What is expected: Print nothing except the lines of the listing below from the line with "filename lib_common/src/ingestors/measurement_wss.rs" to the line with "use tokio::net::TcpStream;", each exactly as written, both ends included.

Excerpted data:
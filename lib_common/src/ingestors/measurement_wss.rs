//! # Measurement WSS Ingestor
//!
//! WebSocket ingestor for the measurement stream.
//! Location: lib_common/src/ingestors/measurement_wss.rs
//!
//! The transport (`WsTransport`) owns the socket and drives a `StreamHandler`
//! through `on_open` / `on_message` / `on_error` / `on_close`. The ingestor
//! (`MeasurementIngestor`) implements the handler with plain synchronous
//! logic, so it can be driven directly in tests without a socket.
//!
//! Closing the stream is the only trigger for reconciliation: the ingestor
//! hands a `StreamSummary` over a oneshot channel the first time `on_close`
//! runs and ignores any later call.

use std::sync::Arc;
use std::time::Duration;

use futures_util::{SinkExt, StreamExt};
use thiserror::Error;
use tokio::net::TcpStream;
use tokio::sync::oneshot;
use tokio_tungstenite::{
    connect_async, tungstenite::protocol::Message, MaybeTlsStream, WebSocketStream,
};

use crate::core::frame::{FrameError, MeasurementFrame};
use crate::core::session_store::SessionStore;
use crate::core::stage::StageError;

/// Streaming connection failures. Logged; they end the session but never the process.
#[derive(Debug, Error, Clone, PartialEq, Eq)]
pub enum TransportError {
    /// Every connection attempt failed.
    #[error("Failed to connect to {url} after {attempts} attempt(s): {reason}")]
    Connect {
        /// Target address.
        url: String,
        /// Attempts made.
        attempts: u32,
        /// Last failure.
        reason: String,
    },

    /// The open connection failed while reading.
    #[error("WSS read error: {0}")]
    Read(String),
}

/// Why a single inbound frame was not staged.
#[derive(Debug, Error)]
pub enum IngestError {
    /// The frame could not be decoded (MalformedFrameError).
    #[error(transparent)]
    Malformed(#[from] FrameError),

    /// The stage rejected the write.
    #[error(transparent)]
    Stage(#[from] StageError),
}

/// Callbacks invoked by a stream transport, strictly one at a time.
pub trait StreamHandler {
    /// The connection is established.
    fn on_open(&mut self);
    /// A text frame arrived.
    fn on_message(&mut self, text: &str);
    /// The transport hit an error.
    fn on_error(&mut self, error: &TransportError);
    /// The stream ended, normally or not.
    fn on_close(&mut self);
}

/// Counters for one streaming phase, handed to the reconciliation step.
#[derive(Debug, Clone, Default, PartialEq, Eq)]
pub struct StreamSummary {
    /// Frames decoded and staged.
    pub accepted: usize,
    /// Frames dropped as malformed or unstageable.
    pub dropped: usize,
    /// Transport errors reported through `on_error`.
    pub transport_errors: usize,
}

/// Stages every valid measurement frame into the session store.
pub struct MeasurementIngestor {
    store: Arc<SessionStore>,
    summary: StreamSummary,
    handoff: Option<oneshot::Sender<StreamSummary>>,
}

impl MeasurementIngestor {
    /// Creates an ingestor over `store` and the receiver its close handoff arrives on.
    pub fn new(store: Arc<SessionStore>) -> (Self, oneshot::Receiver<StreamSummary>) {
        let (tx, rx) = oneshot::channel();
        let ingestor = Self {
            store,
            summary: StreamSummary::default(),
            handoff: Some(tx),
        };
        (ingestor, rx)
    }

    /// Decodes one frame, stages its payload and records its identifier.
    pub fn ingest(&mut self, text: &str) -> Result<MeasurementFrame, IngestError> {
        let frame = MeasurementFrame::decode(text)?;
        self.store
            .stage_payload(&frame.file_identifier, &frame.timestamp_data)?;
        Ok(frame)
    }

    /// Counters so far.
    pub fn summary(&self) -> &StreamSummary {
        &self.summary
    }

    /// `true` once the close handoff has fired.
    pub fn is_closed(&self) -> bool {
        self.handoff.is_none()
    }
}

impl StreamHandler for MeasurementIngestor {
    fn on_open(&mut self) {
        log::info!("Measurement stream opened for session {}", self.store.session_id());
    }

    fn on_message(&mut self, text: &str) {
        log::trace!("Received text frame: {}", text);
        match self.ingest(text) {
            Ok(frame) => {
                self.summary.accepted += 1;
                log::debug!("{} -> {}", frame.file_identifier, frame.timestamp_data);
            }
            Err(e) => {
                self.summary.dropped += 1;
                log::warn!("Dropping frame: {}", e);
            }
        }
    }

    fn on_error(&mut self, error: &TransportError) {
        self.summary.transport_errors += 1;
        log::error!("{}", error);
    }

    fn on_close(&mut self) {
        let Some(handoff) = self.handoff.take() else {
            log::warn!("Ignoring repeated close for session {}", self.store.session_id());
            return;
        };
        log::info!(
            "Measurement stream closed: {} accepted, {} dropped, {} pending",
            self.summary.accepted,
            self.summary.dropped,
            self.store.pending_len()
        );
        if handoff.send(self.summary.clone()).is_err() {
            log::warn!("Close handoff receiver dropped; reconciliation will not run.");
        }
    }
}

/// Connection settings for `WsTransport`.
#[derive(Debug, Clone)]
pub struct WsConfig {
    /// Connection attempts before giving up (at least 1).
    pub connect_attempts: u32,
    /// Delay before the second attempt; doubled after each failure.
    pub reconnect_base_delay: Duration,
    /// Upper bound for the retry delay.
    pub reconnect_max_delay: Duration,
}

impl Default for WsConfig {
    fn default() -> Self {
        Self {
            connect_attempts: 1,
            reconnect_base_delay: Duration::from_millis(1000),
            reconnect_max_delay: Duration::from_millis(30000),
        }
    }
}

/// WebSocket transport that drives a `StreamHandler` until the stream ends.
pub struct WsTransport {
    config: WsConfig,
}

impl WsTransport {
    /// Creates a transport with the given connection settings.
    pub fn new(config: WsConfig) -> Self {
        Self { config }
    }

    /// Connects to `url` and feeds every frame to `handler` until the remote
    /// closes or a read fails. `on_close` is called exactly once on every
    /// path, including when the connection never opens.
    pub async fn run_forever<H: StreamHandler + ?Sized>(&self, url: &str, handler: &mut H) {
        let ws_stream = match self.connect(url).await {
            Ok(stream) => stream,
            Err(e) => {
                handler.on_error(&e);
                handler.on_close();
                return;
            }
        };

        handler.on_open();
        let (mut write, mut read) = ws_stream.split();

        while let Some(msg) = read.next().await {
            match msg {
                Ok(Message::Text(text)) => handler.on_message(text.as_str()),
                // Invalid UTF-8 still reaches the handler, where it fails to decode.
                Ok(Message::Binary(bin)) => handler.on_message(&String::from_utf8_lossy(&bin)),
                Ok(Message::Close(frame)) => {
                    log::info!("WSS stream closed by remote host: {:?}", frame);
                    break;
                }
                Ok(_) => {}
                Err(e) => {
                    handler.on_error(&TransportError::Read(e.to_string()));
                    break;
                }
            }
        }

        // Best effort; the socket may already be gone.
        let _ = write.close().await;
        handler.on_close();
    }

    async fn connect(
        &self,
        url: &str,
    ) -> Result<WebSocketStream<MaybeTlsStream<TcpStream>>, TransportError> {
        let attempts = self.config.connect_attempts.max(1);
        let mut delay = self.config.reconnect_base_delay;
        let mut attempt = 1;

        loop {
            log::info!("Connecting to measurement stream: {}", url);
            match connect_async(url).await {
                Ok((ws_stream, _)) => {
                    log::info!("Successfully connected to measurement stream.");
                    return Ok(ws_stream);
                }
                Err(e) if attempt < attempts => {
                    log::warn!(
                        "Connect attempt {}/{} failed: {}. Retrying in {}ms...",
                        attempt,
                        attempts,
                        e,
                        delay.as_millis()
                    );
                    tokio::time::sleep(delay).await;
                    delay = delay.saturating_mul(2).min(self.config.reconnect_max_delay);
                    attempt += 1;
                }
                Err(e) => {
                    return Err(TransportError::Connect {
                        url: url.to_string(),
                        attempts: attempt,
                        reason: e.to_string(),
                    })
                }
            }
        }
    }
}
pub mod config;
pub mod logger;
...
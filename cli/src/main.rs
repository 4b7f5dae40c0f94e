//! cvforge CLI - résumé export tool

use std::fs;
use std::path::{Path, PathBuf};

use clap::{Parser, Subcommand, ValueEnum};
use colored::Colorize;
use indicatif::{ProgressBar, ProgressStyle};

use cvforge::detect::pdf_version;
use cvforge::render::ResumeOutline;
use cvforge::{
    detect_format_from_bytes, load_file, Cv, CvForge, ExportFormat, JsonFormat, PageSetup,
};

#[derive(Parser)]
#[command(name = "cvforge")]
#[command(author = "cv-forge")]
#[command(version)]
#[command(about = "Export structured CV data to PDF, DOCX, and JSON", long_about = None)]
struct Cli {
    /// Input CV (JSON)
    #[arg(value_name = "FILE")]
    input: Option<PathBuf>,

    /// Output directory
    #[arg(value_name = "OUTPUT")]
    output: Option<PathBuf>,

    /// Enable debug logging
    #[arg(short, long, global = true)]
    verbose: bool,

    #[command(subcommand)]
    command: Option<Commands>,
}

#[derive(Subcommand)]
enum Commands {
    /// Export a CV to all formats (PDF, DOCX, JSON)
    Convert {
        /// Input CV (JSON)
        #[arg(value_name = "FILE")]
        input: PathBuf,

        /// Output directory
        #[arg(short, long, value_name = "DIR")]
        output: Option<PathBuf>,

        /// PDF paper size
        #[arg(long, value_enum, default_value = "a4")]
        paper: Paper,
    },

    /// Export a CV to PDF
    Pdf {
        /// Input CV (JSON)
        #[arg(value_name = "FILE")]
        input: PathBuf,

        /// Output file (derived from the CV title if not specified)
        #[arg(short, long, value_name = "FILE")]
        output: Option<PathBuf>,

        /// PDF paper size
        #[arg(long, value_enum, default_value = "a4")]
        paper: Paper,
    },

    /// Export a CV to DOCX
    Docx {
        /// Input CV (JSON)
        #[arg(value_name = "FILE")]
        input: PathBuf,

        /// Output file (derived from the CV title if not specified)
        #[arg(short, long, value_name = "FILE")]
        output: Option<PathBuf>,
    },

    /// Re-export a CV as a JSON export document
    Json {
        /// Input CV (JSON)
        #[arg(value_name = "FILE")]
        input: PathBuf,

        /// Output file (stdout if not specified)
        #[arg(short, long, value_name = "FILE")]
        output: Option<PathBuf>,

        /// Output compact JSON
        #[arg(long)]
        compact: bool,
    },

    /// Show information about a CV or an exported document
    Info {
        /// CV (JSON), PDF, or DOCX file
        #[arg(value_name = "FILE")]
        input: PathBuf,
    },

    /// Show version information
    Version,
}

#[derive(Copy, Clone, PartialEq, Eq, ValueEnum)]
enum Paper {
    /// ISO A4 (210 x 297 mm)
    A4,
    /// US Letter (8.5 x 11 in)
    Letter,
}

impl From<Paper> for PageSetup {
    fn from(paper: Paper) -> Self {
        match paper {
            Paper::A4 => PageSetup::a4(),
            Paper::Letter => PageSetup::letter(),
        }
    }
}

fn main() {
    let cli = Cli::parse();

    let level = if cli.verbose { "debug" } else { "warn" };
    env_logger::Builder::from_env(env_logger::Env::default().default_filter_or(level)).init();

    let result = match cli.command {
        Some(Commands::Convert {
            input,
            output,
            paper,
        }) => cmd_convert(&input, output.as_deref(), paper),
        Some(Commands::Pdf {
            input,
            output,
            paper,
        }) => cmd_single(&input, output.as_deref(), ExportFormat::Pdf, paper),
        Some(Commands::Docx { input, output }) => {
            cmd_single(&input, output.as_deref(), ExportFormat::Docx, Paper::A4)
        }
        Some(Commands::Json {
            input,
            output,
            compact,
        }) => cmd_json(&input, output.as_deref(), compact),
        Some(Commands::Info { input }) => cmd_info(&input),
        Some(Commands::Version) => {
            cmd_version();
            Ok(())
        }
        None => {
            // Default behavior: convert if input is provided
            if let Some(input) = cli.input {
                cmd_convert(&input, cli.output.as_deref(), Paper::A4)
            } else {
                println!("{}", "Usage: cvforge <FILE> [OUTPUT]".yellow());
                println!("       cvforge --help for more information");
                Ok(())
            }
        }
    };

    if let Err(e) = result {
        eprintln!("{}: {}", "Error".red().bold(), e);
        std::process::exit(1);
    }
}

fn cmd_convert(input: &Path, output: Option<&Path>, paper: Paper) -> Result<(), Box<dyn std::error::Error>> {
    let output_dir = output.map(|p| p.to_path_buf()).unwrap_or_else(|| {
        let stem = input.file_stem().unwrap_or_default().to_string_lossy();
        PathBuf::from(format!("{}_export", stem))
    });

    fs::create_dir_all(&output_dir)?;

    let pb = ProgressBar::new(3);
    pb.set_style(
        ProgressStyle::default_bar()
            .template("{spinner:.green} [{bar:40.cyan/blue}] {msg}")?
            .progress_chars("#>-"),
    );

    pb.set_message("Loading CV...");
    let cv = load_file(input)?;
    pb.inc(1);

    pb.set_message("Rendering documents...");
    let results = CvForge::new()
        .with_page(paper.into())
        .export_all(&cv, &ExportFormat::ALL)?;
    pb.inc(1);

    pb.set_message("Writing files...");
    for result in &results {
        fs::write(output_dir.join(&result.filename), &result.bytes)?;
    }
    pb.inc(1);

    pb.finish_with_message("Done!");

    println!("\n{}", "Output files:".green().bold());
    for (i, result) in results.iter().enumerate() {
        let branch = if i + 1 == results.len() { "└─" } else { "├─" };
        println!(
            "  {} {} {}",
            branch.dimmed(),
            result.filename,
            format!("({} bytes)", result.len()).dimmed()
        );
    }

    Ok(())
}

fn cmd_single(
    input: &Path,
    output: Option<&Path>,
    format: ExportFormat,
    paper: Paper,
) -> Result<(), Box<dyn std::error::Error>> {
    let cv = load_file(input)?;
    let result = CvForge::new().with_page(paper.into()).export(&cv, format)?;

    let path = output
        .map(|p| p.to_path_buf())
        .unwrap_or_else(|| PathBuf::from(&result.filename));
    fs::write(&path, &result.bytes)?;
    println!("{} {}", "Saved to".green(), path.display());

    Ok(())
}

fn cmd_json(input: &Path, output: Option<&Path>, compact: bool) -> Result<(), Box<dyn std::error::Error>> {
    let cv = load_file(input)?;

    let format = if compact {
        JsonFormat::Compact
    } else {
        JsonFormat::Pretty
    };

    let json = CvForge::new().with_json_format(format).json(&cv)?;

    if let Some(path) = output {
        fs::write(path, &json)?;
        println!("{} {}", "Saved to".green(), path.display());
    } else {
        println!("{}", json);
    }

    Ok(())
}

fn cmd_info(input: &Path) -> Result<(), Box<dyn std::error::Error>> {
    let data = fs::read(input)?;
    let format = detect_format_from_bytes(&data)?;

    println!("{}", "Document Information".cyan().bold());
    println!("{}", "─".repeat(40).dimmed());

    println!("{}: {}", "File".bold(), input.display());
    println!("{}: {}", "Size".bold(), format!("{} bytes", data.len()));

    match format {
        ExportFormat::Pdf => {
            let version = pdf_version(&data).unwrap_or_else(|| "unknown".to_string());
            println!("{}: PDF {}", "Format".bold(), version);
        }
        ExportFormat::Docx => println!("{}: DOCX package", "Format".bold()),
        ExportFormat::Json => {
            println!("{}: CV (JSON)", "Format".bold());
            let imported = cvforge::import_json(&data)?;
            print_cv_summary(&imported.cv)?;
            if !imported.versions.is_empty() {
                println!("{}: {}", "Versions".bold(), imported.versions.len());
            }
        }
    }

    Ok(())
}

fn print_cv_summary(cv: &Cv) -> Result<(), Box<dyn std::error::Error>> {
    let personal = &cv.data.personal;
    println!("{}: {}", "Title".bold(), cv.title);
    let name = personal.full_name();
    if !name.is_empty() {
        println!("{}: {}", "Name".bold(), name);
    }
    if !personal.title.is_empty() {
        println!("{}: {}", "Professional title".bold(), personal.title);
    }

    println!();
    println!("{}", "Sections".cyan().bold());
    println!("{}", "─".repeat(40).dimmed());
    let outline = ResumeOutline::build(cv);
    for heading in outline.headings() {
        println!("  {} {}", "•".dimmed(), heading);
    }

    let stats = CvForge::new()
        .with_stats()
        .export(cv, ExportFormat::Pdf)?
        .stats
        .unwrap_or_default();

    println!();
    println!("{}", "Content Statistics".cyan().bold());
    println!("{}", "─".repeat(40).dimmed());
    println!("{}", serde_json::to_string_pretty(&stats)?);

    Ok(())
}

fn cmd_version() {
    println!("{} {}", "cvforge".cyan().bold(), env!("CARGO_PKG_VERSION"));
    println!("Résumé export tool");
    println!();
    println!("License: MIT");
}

Your solution:
filename lib_common/src/ingestors/measurement_wss.rs
//! # Measurement WSS Ingestor
//!
//! WebSocket ingestor for the measurement stream.
//! Location: lib_common/src/ingestors/measurement_wss.rs
//!
//! The transport (`WsTransport`) owns the socket and drives a `StreamHandler`
//! through `on_open` / `on_message` / `on_error` / `on_close`. The ingestor
//! (`MeasurementIngestor`) implements the handler with plain synchronous
//! logic, so it can be driven directly in tests without a socket.
//!
//! Closing the stream is the only trigger for reconciliation: the ingestor
//! hands a `StreamSummary` over a oneshot channel the first time `on_close`
//! runs and ignores any later call.

use std::sync::Arc;
use std::time::Duration;

use futures_util::{SinkExt, StreamExt};
use thiserror::Error;
use tokio::net::TcpStream;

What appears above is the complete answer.